Hi, Friends.

I'm about 21 radiation treatments in and things are getting rough.

My PEG was placed about a week ago and I'm still getting used to the the bag and bolus feedings. I'm still an not even closed to my quota of 6 cans per day. Whenever I try to do a feeding more than 6 oz at a time, my PEG cap keeps popping off. I have learned that I must be very careful not to bend forward or squat for a distinct amount on time after I eat, but sometimes it just happens despite being very careful. I have had to tape the cap shut tonight and the thing just keeps getting gummier and gummier due the buildup of adhesive.

This is all very frustrating in that it's supposed to make my life easier and it making things so much harder right now as I cannot feed/medicate myself without help most times. I am taking in very little orally, except sips of water throughout the day.

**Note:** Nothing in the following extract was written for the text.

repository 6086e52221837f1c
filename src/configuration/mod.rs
pub mod config;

I'm just looking for any quick tips from anyone before I have the VNA come out to help.

Thanks,
Kerri

37 y/o fem at Dx (23 wks preg @ dx on 3/16/11)
SCC L oral tongue (no risk factors)
L partial gloss/MND 3/28/11 @ 25 wks preg
T1-2N0M0; no rads/chemo
Tonsillectomy on 8/6/12 +SCC L tonsil T2-3N1M0 (HPV-)
Treated with 35 rads/7 carbo & taxol (Rx ended 10/31/12), but many hospitalizations d/t complications from rx.
Various scans since rx ended are NED!
Part of genetic study for rare cancers @ MGH.
44 years old now...I wasn't sure I would make it! Hoping for 40 more!